Start of DATA SUPPLIED

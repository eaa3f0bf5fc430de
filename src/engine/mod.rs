//! Pure computation for the settlement ledger: pro-rata arithmetic, auction
//! clearing and per-event state transitions.

pub mod bid_book;
pub mod settlement;
pub mod transitions;

pub use bid_book::{buyer_totals, clear, BidAllocation, BidClass, ClearingPoint};
pub use settlement::{
    auction_end_share, pro_rata, remaining_liquidity, settlement_share, AuctionEndShare,
    SettlementShare, ZeroDivisor,
};
pub use transitions::{AuctionOutcome, NewBid, RoundTerms, TransitionError};
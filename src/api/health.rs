use crate::api::AppState;
use crate::error::AppError;
use axum::extract::State;
use axum::Json;

pub async fn health() -> Json<serde_json::Value> {
    Json(serde_json::json!({"status": "ok"}))
}

/// Ready once the store answers; reports how far indexing has got.
pub async fn ready(State(state): State<AppState>) -> Result<Json<serde_json::Value>, AppError> {
    state
        .repo
        .ping()
        .await
        .map_err(|e| AppError::Unavailable(format!("Store unreachable: {}", e)))?;
    let tip = state.repo.latest_indexed_block().await?;
    Ok(Json(serde_json::json!({
        "status": "ready",
        "indexedBlock": tip.map(|b| b.number.as_u64()),
    })))
}

#[cfg(test)]
mod tests {
    use super::*;

    #[tokio::test]
    async fn test_health_returns_ok() {
        let Json(body) = health().await;
        assert_eq!(body["status"], "ok");
    }
}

End of DATA SUPPLIED

▸ ACTION ITEM:
What this exercise asks for is the data above, retyped exactly.

▸ RESPONSE TO THIS EXERCISE:
repository eaa3f0bf5fc430de
filename src/engine/mod.rs
//! Pure computation for the settlement ledger: pro-rata arithmetic, auction
//! clearing and per-event state transitions.

pub mod bid_book;
pub mod settlement;
pub mod transitions;

pub use bid_book::{buyer_totals, clear, BidAllocation, BidClass, ClearingPoint};
pub use settlement::{
    auction_end_share, pro_rata, remaining_liquidity, settlement_share, AuctionEndShare,
    SettlementShare, ZeroDivisor,
};
pub use transitions::{AuctionOutcome, NewBid, RoundTerms, TransitionError};
filename src/api/health.rs
use crate::api::AppState;
use crate::error::AppError;
use axum::extract::State;
use axum::Json;

pub async fn health() -> Json<serde_json::Value> {
    Json(serde_json::json!({"status": "ok"}))
}

/// Ready once the store answers; reports how far indexing has got.
pub async fn ready(State(state): State<AppState>) -> Result<Json<serde_json::Value>, AppError> {
    state
        .repo
        .ping()
        .await
        .map_err(|e| AppError::Unavailable(format!("Store unreachable: {}", e)))?;
    let tip = state.repo.latest_indexed_block().await?;
    Ok(Json(serde_json::json!({
        "status": "ready",
        "indexedBlock": tip.map(|b| b.number.as_u64()),
    })))
}

#[cfg(test)]
mod tests {
    use super::*;

    #[tokio::test]
    async fn test_health_returns_ok() {
        let Json(body) = health().await;
        assert_eq!(body["status"], "ok");
    }
}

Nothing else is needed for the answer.